Look through the lines below and extract each one that contains "every".

======== Material provided ========

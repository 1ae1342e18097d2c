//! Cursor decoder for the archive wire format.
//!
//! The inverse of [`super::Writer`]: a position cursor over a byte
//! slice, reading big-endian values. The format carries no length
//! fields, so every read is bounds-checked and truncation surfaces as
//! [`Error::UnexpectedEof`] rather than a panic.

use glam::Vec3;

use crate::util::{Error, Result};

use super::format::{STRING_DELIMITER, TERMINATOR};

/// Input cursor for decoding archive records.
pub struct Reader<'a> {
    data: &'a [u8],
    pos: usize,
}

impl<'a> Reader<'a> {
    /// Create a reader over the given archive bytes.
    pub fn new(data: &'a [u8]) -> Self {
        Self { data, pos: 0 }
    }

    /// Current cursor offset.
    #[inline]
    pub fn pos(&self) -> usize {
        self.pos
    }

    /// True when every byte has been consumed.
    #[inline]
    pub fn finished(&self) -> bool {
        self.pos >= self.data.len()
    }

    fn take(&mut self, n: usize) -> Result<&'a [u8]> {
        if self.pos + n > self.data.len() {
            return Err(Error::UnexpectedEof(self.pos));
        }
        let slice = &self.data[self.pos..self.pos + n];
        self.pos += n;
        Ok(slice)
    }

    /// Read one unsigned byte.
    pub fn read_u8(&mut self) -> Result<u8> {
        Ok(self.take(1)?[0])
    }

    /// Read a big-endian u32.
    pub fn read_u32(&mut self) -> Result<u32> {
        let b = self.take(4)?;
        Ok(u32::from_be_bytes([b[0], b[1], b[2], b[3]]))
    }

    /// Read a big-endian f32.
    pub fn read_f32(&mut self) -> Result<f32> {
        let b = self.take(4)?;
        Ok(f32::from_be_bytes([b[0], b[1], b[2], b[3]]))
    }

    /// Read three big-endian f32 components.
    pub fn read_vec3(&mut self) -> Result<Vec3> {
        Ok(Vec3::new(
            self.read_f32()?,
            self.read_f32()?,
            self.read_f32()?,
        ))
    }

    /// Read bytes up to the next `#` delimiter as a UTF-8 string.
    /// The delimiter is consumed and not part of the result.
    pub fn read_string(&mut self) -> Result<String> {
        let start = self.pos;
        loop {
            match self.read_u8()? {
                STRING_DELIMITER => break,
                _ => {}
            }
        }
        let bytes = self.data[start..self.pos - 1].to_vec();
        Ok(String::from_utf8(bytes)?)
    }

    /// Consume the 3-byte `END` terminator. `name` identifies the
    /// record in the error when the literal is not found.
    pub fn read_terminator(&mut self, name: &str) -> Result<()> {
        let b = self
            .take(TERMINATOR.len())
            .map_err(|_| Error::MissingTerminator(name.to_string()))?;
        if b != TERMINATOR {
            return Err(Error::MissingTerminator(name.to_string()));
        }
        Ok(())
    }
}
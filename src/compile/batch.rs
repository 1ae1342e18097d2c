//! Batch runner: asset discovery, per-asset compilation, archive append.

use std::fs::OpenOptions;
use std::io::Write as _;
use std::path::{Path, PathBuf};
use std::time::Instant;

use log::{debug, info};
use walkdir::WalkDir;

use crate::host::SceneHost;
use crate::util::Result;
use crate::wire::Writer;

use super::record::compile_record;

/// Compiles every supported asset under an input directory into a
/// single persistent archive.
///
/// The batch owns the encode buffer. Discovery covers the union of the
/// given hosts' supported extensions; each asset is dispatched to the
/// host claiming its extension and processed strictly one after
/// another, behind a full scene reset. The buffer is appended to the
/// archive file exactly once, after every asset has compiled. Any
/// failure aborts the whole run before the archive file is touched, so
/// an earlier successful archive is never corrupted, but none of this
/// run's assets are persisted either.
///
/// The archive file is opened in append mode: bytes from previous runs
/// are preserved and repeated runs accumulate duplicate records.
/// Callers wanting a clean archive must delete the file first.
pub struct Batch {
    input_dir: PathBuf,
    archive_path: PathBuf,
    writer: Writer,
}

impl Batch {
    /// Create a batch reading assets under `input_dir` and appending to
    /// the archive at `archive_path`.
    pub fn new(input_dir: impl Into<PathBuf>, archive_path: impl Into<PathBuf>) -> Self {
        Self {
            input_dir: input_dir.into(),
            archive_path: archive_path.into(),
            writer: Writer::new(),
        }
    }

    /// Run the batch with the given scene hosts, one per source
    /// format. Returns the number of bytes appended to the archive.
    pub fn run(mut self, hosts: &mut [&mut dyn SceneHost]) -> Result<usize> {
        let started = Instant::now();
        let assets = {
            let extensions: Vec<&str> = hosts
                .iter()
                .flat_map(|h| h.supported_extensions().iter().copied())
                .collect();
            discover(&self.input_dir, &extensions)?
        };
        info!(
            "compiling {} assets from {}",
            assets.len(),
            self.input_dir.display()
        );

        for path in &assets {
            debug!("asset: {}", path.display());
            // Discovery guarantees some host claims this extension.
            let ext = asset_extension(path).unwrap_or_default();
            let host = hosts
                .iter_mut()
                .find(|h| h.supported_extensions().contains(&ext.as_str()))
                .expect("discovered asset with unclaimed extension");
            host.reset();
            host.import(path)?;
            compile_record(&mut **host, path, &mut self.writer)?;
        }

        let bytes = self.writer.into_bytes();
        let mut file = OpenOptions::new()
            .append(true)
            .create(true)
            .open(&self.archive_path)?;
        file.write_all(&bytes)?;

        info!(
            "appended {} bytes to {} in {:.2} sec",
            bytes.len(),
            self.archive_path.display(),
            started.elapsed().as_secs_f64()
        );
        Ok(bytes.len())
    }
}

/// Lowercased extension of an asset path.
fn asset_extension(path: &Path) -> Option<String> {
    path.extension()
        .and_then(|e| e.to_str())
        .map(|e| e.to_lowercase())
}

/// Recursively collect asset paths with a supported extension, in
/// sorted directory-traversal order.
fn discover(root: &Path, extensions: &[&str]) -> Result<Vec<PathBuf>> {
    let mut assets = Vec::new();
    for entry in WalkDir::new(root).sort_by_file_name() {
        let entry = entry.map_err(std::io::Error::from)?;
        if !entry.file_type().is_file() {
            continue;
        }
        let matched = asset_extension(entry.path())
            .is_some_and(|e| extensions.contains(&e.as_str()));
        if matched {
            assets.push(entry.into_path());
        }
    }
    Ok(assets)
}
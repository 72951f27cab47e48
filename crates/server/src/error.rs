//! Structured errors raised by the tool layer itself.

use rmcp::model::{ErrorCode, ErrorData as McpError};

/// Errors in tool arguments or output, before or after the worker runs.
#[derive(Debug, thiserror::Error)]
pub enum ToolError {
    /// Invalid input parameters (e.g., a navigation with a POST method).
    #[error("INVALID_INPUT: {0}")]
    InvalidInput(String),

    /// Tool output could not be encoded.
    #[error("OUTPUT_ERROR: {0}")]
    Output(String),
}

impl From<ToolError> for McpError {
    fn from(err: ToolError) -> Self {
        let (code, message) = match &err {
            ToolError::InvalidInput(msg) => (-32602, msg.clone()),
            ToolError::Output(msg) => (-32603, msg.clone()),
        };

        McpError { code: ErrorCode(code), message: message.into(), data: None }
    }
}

========

■ **Result below**:
//! fields, so every read is bounds-checked and truncation surfaces as
    /// True when every byte has been consumed.
/// Compiles every supported asset under an input directory into a
/// archive file exactly once, after every asset has compiled. Any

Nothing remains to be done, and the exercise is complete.